** Records follows **
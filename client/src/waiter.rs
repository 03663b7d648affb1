use std::time::Duration;

use serde::Deserialize;
use serde_json::Value;
use taskwatch_types::{AdminRequest, TaskId, TaskStatus};
use tokio::time::Instant;

use crate::api::{ControlApi, run_admin};
use crate::error::{AdminError, WaitError};

/// Default poll interval between status queries.
pub const DEFAULT_POLL_INTERVAL: Duration = Duration::from_secs(1);

const TASK_STATUS_QUERY: &str = r"query task($id: String!) {
    task(input: {id: $id}) {
        status
    }
}";

/// Submits admin mutations and polls the resulting task to completion.
///
/// One waiter drives one task at a time; run several waiters for several
/// tasks, they need no coordination. The wait loop holds no locks and has
/// no cleanup obligation, so dropping the future (or racing it against a
/// caller-side timeout) is always safe. A built-in bound is available via
/// [`deadline`](Self::deadline); without one the loop polls until the task
/// settles, matching the control plane's own contract that every task
/// eventually reaches a terminal status.
#[derive(Debug)]
pub struct TaskWaiter<C> {
    pub(crate) api: C,
    pub(crate) interval: Duration,
    pub(crate) deadline: Option<Duration>,
}

impl<C: ControlApi> TaskWaiter<C> {
    pub fn new(api: C) -> Self {
        Self {
            api,
            interval: DEFAULT_POLL_INTERVAL,
            deadline: None,
        }
    }

    /// Time between status queries. Defaults to one second.
    #[must_use]
    pub fn poll_interval(mut self, interval: Duration) -> Self {
        self.interval = interval;
        self
    }

    /// Upper bound on total wait time. Checked before each sleep, so the
    /// loop never oversleeps the bound by more than one interval.
    #[must_use]
    pub fn deadline(mut self, deadline: Duration) -> Self {
        self.deadline = Some(deadline);
        self
    }

    #[must_use]
    pub fn api(&self) -> &C {
        &self.api
    }

    /// Send an admin mutation and return its decoded data payload.
    ///
    /// Transport failures, malformed envelopes, and non-empty error lists
    /// all fail here, before any polling starts.
    pub async fn submit(&self, request: AdminRequest) -> Result<Value, AdminError> {
        run_admin(&self.api, &request).await
    }

    /// Poll `id` on the configured interval until it settles.
    ///
    /// `Success` resolves to `Ok(())`. `Failed` and `Unknown` resolve to an
    /// error on the poll that observes them, with no further queries. Any
    /// [`AdminError`] from a poll propagates immediately; only the "still
    /// running" condition loops.
    pub async fn await_completion(&self, id: &TaskId) -> Result<(), WaitError> {
        let request = AdminRequest::new(TASK_STATUS_QUERY).variable("id", id.as_str());
        let started = Instant::now();
        let mut polls: u32 = 0;

        loop {
            if let Some(limit) = self.deadline
                && started.elapsed() + self.interval > limit
            {
                tracing::warn!(task = %id, polls, waited = ?started.elapsed(), "gave up waiting for task");
                return Err(WaitError::DeadlineExceeded {
                    waited: started.elapsed(),
                });
            }

            tokio::time::sleep(self.interval).await;

            let data = run_admin(&self.api, &request).await?;
            // A null payload is how the control plane answers before the
            // task record exists; treat it like a missing status.
            let envelope = serde_json::from_value::<Option<TaskEnvelope>>(data)
                .map_err(AdminError::Decode)?
                .unwrap_or_default();
            let status = envelope.task.status;
            polls += 1;
            tracing::debug!(task = %id, polls, status = %status, "polled task status");

            match status {
                TaskStatus::Success => return Ok(()),
                TaskStatus::Failed => return Err(WaitError::TaskFailed { id: id.clone() }),
                TaskStatus::Unknown => return Err(WaitError::TaskUnknown { id: id.clone() }),
                TaskStatus::Other(_) => {}
            }
        }
    }
}

#[derive(Debug, Default, Deserialize)]
struct TaskEnvelope {
    #[serde(default)]
    task: TaskState,
}

#[derive(Debug, Default, Deserialize)]
struct TaskState {
    #[serde(default)]
    status: TaskStatus,
}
** End of Records **
### Required action
Working through the records, find each line containing the word "clone" and copy it.

### Solution to the exercise
                TaskStatus::Failed => return Err(WaitError::TaskFailed { id: id.clone() }),
                TaskStatus::Unknown => return Err(WaitError::TaskUnknown { id: id.clone() }),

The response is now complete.